*** Begin section ***

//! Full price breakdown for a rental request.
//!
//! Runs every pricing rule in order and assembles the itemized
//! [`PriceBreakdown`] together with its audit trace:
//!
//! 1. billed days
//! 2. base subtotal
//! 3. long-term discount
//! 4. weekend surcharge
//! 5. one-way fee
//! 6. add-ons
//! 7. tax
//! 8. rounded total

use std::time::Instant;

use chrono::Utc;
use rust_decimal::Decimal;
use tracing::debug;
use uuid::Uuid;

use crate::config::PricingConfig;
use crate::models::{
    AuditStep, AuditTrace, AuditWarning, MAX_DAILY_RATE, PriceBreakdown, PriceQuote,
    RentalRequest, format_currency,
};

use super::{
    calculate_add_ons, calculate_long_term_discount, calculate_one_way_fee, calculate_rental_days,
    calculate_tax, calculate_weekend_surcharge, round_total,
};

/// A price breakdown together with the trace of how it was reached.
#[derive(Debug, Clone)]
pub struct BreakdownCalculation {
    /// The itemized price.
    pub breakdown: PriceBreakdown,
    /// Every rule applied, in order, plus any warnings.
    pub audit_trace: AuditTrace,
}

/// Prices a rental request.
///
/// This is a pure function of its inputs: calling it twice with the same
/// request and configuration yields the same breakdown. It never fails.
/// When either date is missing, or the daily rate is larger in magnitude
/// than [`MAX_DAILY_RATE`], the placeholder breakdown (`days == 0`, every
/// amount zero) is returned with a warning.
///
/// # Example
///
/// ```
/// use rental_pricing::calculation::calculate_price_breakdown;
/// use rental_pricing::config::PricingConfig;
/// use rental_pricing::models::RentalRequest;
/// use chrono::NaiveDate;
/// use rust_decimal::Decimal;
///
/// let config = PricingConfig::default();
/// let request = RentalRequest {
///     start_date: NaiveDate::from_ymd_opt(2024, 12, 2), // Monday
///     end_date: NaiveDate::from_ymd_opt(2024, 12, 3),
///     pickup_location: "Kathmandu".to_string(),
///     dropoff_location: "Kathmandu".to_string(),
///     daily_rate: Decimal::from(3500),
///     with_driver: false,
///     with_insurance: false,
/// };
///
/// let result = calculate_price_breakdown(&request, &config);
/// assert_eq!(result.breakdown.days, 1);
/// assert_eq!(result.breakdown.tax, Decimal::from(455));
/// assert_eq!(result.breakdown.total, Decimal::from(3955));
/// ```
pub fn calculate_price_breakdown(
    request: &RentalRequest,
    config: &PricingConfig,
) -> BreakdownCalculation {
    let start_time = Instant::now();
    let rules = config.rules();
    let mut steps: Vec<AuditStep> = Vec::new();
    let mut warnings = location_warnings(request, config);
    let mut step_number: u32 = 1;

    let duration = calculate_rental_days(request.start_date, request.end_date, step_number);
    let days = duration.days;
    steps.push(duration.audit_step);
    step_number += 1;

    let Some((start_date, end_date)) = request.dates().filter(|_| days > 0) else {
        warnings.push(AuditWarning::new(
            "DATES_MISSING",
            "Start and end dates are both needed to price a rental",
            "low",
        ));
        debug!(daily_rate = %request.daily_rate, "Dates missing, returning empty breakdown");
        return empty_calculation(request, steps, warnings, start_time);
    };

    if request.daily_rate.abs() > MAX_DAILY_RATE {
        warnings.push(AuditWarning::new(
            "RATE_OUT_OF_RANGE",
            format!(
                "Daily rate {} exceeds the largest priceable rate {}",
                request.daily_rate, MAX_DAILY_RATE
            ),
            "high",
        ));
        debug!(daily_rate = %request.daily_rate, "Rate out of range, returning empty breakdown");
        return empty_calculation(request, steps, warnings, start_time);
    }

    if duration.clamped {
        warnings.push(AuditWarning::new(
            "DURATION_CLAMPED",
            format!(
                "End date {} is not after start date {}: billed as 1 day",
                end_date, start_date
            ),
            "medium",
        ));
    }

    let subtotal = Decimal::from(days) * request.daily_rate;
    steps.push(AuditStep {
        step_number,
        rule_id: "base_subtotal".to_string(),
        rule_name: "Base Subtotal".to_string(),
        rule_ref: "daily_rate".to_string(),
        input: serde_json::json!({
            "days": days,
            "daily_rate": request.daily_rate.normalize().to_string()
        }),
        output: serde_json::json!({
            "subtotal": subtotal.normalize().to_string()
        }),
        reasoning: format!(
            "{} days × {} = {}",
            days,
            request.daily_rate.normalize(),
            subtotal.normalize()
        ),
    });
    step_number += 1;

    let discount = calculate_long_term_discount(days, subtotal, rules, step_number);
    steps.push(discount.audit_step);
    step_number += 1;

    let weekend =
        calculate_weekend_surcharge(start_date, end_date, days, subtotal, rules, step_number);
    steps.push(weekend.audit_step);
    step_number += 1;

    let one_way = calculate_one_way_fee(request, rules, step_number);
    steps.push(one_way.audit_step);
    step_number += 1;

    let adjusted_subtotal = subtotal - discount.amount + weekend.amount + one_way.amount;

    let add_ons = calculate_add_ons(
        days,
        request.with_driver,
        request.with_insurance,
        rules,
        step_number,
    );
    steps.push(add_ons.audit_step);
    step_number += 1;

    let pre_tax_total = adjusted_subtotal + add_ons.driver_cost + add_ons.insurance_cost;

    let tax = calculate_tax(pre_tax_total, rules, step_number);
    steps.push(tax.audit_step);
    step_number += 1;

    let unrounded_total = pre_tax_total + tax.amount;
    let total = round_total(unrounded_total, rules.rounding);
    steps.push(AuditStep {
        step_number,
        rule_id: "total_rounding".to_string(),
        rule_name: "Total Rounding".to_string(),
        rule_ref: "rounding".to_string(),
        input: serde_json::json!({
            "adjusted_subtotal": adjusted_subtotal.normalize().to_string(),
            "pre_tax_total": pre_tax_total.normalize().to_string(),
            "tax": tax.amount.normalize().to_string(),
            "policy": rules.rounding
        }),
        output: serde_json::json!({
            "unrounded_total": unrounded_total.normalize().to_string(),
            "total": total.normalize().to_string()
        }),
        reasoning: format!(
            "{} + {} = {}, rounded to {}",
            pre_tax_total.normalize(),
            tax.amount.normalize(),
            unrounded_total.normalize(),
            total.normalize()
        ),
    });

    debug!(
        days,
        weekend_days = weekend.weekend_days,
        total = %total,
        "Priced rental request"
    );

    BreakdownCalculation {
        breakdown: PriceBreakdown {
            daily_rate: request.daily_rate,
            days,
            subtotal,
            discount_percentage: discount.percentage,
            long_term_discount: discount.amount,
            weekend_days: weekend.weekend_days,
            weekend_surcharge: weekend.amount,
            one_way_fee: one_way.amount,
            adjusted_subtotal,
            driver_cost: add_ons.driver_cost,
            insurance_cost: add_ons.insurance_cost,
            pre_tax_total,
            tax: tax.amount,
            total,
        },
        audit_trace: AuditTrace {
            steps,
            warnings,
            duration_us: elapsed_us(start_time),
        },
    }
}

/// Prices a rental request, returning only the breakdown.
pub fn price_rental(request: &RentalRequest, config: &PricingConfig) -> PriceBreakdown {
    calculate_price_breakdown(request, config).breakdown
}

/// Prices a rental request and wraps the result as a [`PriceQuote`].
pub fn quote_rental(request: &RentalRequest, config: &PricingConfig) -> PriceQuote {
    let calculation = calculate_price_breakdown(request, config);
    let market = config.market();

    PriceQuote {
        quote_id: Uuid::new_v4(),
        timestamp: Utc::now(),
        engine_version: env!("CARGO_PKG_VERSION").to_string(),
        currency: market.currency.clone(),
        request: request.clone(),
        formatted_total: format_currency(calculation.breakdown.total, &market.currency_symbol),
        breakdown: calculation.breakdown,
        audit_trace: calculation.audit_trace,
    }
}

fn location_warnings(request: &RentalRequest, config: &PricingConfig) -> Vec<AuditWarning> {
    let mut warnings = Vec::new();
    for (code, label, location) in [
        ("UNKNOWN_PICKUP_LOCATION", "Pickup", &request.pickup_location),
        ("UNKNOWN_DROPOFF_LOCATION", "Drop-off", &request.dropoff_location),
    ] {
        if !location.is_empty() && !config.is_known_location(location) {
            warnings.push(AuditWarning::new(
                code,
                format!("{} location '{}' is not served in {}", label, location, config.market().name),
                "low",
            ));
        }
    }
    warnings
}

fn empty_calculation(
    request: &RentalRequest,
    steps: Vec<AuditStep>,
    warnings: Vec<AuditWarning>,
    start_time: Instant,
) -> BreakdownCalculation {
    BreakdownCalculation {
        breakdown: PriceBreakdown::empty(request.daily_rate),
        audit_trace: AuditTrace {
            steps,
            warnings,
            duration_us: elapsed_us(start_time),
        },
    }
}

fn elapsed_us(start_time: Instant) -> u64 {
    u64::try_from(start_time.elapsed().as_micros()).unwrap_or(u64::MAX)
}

*** End section ***

> Exercise objective
Transcribe exactly, and only, the lines that extend from the one containing "if !location.is_empty() &&" to the end of the records above, inclusive of both.

> Expected output
        if !location.is_empty() && !config.is_known_location(location) {
            warnings.push(AuditWarning::new(
                code,
                format!("{} location '{}' is not served in {}", label, location, config.market().name),
                "low",
            ));
        }
    }
    warnings
}

fn empty_calculation(
    request: &RentalRequest,
    steps: Vec<AuditStep>,
    warnings: Vec<AuditWarning>,
    start_time: Instant,
) -> BreakdownCalculation {
    BreakdownCalculation {
        breakdown: PriceBreakdown::empty(request.daily_rate),
        audit_trace: AuditTrace {
            steps,
            warnings,
            duration_us: elapsed_us(start_time),
        },
    }
}

fn elapsed_us(start_time: Instant) -> u64 {
    u64::try_from(start_time.elapsed().as_micros()).unwrap_or(u64::MAX)
}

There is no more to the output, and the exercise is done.